[Excerpts from a dataset]
----

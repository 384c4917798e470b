//! Stage-to-stage invocation.
//!
//! Stages talk through a [`Transport`], either in-process or over HTTP. The
//! payload is always the JSON encoding of an [`ExecutionRequest`], so the
//! receiving stage never depends on how it was reached.

use crate::error::DispatchFailure;
use crate::types::ExecutionRequest;
use async_trait::async_trait;
use serde::de::DeserializeOwned;
use std::collections::HashMap;
use std::fmt;
use std::str::FromStr;
use std::sync::{Arc, Weak};
use std::time::Duration;
use tracing::{debug, error, warn};

pub const STAGE_TOKEN_HEADER: &str = "x-stage-token";
pub const INVOCATION_TYPE_HEADER: &str = "x-invocation-type";

#[derive(Debug, Clone, Copy, PartialEq, Eq, Hash)]
pub enum Stage {
    Responder,
    Sandbox,
}

impl fmt::Display for Stage {
    fn fmt(&self, f: &mut fmt::Formatter<'_>) -> fmt::Result {
        f.write_str(match self {
            Stage::Responder => "responder",
            Stage::Sandbox => "sandbox",
        })
    }
}

impl FromStr for Stage {
    type Err = String;

    fn from_str(s: &str) -> Result<Self, Self::Err> {
        match s {
            "responder" => Ok(Stage::Responder),
            "sandbox" => Ok(Stage::Sandbox),
            other => Err(format!("unknown stage {:?}", other)),
        }
    }
}

#[derive(Debug, Clone, Copy, PartialEq, Eq)]
pub enum DispatchMode {
    /// Returns once the target accepted the invocation.
    FireAndForget,
    /// Returns the target's reply.
    WaitForReply,
}

impl DispatchMode {
    fn invocation_type(self) -> &'static str {
        match self {
            DispatchMode::FireAndForget => "event",
            DispatchMode::WaitForReply => "request-response",
        }
    }
}

#[async_trait]
pub trait Transport: Send + Sync {
    /// Hands the payload over without waiting for the stage to finish.
    async fn invoke_async(&self, target: Stage, payload: Vec<u8>) -> Result<(), DispatchFailure>;

    /// Runs the stage to completion and returns its reply.
    async fn invoke_sync(&self, target: Stage, payload: Vec<u8>)
        -> Result<Vec<u8>, DispatchFailure>;
}

#[derive(Clone)]
pub struct Dispatcher {
    transport: Arc<dyn Transport>,
}

impl Dispatcher {
    pub fn new(transport: Arc<dyn Transport>) -> Self {
        Self { transport }
    }

    /// Serializes `request` and hands it to `target`. Returns the reply for
    /// [`DispatchMode::WaitForReply`]. Failures are never retried here.
    pub async fn dispatch(
        &self,
        target: Stage,
        request: &ExecutionRequest,
        mode: DispatchMode,
    ) -> Result<Option<Vec<u8>>, DispatchFailure> {
        let payload =
            serde_json::to_vec(request).map_err(|e| DispatchFailure::Codec(e.to_string()))?;
        debug!(%target, ?mode, bytes = payload.len(), "Dispatching");

        let outcome = match mode {
            DispatchMode::FireAndForget => self
                .transport
                .invoke_async(target, payload)
                .await
                .map(|()| None),
            DispatchMode::WaitForReply => {
                self.transport.invoke_sync(target, payload).await.map(Some)
            }
        };
        if let Err(e) = &outcome {
            error!(%target, error = %e, "Dispatch failed");
        }
        outcome
    }

    pub async fn send(&self, target: Stage, request: &ExecutionRequest) -> Result<(), DispatchFailure> {
        self.dispatch(target, request, DispatchMode::FireAndForget)
            .await
            .map(|_| ())
    }

    /// Waits for `target` and decodes its reply as `R`.
    pub async fn call<R: DeserializeOwned>(
        &self,
        target: Stage,
        request: &ExecutionRequest,
    ) -> Result<R, DispatchFailure> {
        let reply = self
            .dispatch(target, request, DispatchMode::WaitForReply)
            .await?
            .unwrap_or_default();
        serde_json::from_slice(&reply).map_err(|e| DispatchFailure::Codec(e.to_string()))
    }
}

/// Something that can run a stage given its encoded request.
#[async_trait]
pub trait StageHandler: Send + Sync {
    async fn handle(&self, stage: Stage, payload: Vec<u8>) -> Result<Vec<u8>, DispatchFailure>;
}

/// Runs stages as tasks inside this process.
///
/// Holds a weak reference because the handler usually owns the dispatcher that
/// owns this transport.
pub struct LocalTransport {
    handler: Weak<dyn StageHandler>,
}

impl LocalTransport {
    pub fn new(handler: Weak<dyn StageHandler>) -> Self {
        Self { handler }
    }

    fn handler(&self, target: Stage) -> Result<Arc<dyn StageHandler>, DispatchFailure> {
        self.handler.upgrade().ok_or_else(|| DispatchFailure::Unreachable {
            target: target.to_string(),
            reason: "stage handler has shut down".to_string(),
        })
    }
}

#[async_trait]
impl Transport for LocalTransport {
    async fn invoke_async(&self, target: Stage, payload: Vec<u8>) -> Result<(), DispatchFailure> {
        let handler = self.handler(target)?;
        tokio::spawn(async move {
            if let Err(e) = handler.handle(target, payload).await {
                warn!(%target, error = %e, "Background stage failed");
            }
        });
        Ok(())
    }

    async fn invoke_sync(
        &self,
        target: Stage,
        payload: Vec<u8>,
    ) -> Result<Vec<u8>, DispatchFailure> {
        self.handler(target)?.handle(target, payload).await
    }
}

/// Invokes stages deployed behind HTTP endpoints.
///
/// Fire-and-forget invocations expect `202 Accepted`; request-response ones
/// expect `200 OK` with the reply as the body.
pub struct HttpTransport {
    client: reqwest::Client,
    endpoints: HashMap<Stage, String>,
    stage_token: Option<String>,
    timeout: Duration,
}

impl HttpTransport {
    pub fn new(
        client: reqwest::Client,
        endpoints: HashMap<Stage, String>,
        stage_token: Option<String>,
        timeout: Duration,
    ) -> Self {
        Self {
            client,
            endpoints,
            stage_token,
            timeout,
        }
    }

    async fn post(
        &self,
        target: Stage,
        payload: Vec<u8>,
        mode: DispatchMode,
    ) -> Result<reqwest::Response, DispatchFailure> {
        let endpoint = self
            .endpoints
            .get(&target)
            .ok_or_else(|| DispatchFailure::Unreachable {
                target: target.to_string(),
                reason: "no endpoint configured".to_string(),
            })?;

        let mut request = self
            .client
            .post(endpoint)
            .timeout(self.timeout)
            .header(reqwest::header::CONTENT_TYPE, "application/json")
            .header(INVOCATION_TYPE_HEADER, mode.invocation_type())
            .body(payload);
        if let Some(token) = &self.stage_token {
            request = request.header(STAGE_TOKEN_HEADER, token);
        }

        request.send().await.map_err(|e| DispatchFailure::Unreachable {
            target: target.to_string(),
            reason: e.to_string(),
        })
    }
}

#[async_trait]
impl Transport for HttpTransport {
    async fn invoke_async(&self, target: Stage, payload: Vec<u8>) -> Result<(), DispatchFailure> {
        let response = self.post(target, payload, DispatchMode::FireAndForget).await?;
        match response.status() {
            reqwest::StatusCode::ACCEPTED | reqwest::StatusCode::OK => Ok(()),
            status => Err(DispatchFailure::Rejected {
                target: target.to_string(),
                reason: status.to_string(),
            }),
        }
    }

    async fn invoke_sync(
        &self,
        target: Stage,
        payload: Vec<u8>,
    ) -> Result<Vec<u8>, DispatchFailure> {
        let response = self.post(target, payload, DispatchMode::WaitForReply).await?;
        let status = response.status();
        if status != reqwest::StatusCode::OK {
            return Err(DispatchFailure::Rejected {
                target: target.to_string(),
                reason: status.to_string(),
            });
        }
        response
            .bytes()
            .await
            .map(|b| b.to_vec())
            .map_err(|e| DispatchFailure::Unreachable {
                target: target.to_string(),
                reason: e.to_string(),
            })
    }
}

#[cfg(test)]
mod tests {
    use super::*;
    use std::sync::Mutex;
    use tokio::sync::Notify;

    fn request() -> ExecutionRequest {
        ExecutionRequest {
            language_key: "sh".to_string(),
            code: "echo hi".to_string(),
            callback_url: "https://hooks.example/1".to_string(),
            user_id: String::new(),
            is_modal_round_trip: false,
        }
    }

    #[derive(Default)]
    struct Recorder {
        seen: Mutex<Vec<(Stage, ExecutionRequest)>>,
        done: Notify,
    }

    #[async_trait]
    impl StageHandler for Recorder {
        async fn handle(&self, stage: Stage, payload: Vec<u8>) -> Result<Vec<u8>, DispatchFailure> {
            let request: ExecutionRequest = serde_json::from_slice(&payload).unwrap();
            let reply = serde_json::to_vec(&request.code).unwrap();
            self.seen.lock().unwrap().push((stage, request));
            self.done.notify_one();
            Ok(reply)
        }
    }

    #[test]
    fn stage_names_round_trip() {
        for stage in [Stage::Responder, Stage::Sandbox] {
            assert_eq!(stage.to_string().parse::<Stage>(), Ok(stage));
        }
        assert!("intake".parse::<Stage>().is_err());
    }

    #[tokio::test]
    async fn local_fire_and_forget_runs_in_background() {
        let recorder = Arc::new(Recorder::default());
        let handler: Arc<dyn StageHandler> = recorder.clone();
        let dispatcher = Dispatcher::new(Arc::new(LocalTransport::new(Arc::downgrade(&handler))));

        let reply = dispatcher
            .dispatch(Stage::Responder, &request(), DispatchMode::FireAndForget)
            .await
            .unwrap();
        assert_eq!(reply, None);

        recorder.done.notified().await;
        let seen = recorder.seen.lock().unwrap();
        assert_eq!(seen.as_slice(), &[(Stage::Responder, request())]);
    }

    #[tokio::test]
    async fn local_call_returns_decoded_reply() {
        let recorder = Arc::new(Recorder::default());
        let handler: Arc<dyn StageHandler> = recorder.clone();
        let dispatcher = Dispatcher::new(Arc::new(LocalTransport::new(Arc::downgrade(&handler))));

        let code: String = dispatcher.call(Stage::Sandbox, &request()).await.unwrap();
        assert_eq!(code, "echo hi");
    }

    #[tokio::test]
    async fn dropped_handler_is_unreachable() {
        let handler: Arc<dyn StageHandler> = Arc::new(Recorder::default());
        let transport = LocalTransport::new(Arc::downgrade(&handler));
        drop(handler);
        let dispatcher = Dispatcher::new(Arc::new(transport));

        assert!(matches!(
            dispatcher.send(Stage::Responder, &request()).await,
            Err(DispatchFailure::Unreachable { .. })
        ));
    }

    fn http_transport(server: &mockito::Server, token: Option<&str>) -> HttpTransport {
        let endpoints = HashMap::from([
            (Stage::Responder, format!("{}/stages/responder", server.url())),
            (Stage::Sandbox, format!("{}/stages/sandbox", server.url())),
        ]);
        HttpTransport::new(
            reqwest::Client::new(),
            endpoints,
            token.map(str::to_string),
            Duration::from_secs(5),
        )
    }

    #[tokio::test]
    async fn http_fire_and_forget_sends_event_invocation() {
        let mut server = mockito::Server::new_async().await;
        let mock = server
            .mock("POST", "/stages/responder")
            .match_header(INVOCATION_TYPE_HEADER, "event")
            .match_header(STAGE_TOKEN_HEADER, "s3cret")
            .match_body(mockito::Matcher::PartialJson(serde_json::json!({
                "language_key": "sh",
                "code": "echo hi"
            })))
            .with_status(202)
            .create_async()
            .await;

        let dispatcher = Dispatcher::new(Arc::new(http_transport(&server, Some("s3cret"))));
        dispatcher.send(Stage::Responder, &request()).await.unwrap();
        mock.assert_async().await;
    }

    #[tokio::test]
    async fn http_request_response_returns_body() {
        let mut server = mockito::Server::new_async().await;
        let _mock = server
            .mock("POST", "/stages/sandbox")
            .match_header(INVOCATION_TYPE_HEADER, "request-response")
            .with_status(200)
            .with_body(r#""done""#)
            .create_async()
            .await;

        let dispatcher = Dispatcher::new(Arc::new(http_transport(&server, None)));
        let reply: String = dispatcher.call(Stage::Sandbox, &request()).await.unwrap();
        assert_eq!(reply, "done");
    }

    #[tokio::test]
    async fn http_error_status_is_rejected() {
        let mut server = mockito::Server::new_async().await;
        let _mock = server
            .mock("POST", "/stages/sandbox")
            .with_status(500)
            .create_async()
            .await;

        let dispatcher = Dispatcher::new(Arc::new(http_transport(&server, None)));
        let outcome: Result<String, _> = dispatcher.call(Stage::Sandbox, &request()).await;
        assert!(matches!(outcome, Err(DispatchFailure::Rejected { .. })));
    }

    #[tokio::test]
    async fn http_missing_endpoint_is_unreachable() {
        let transport = HttpTransport::new(
            reqwest::Client::new(),
            HashMap::new(),
            None,
            Duration::from_secs(1),
        );
        let dispatcher = Dispatcher::new(Arc::new(transport));
        assert!(matches!(
            dispatcher.send(Stage::Sandbox, &request()).await,
            Err(DispatchFailure::Unreachable { .. })
        ));
    }
}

----

• Required work:
List every line above that contains the word "Codec".

• Solution:
            serde_json::to_vec(request).map_err(|e| DispatchFailure::Codec(e.to_string()))?;
        serde_json::from_slice(&reply).map_err(|e| DispatchFailure::Codec(e.to_string()))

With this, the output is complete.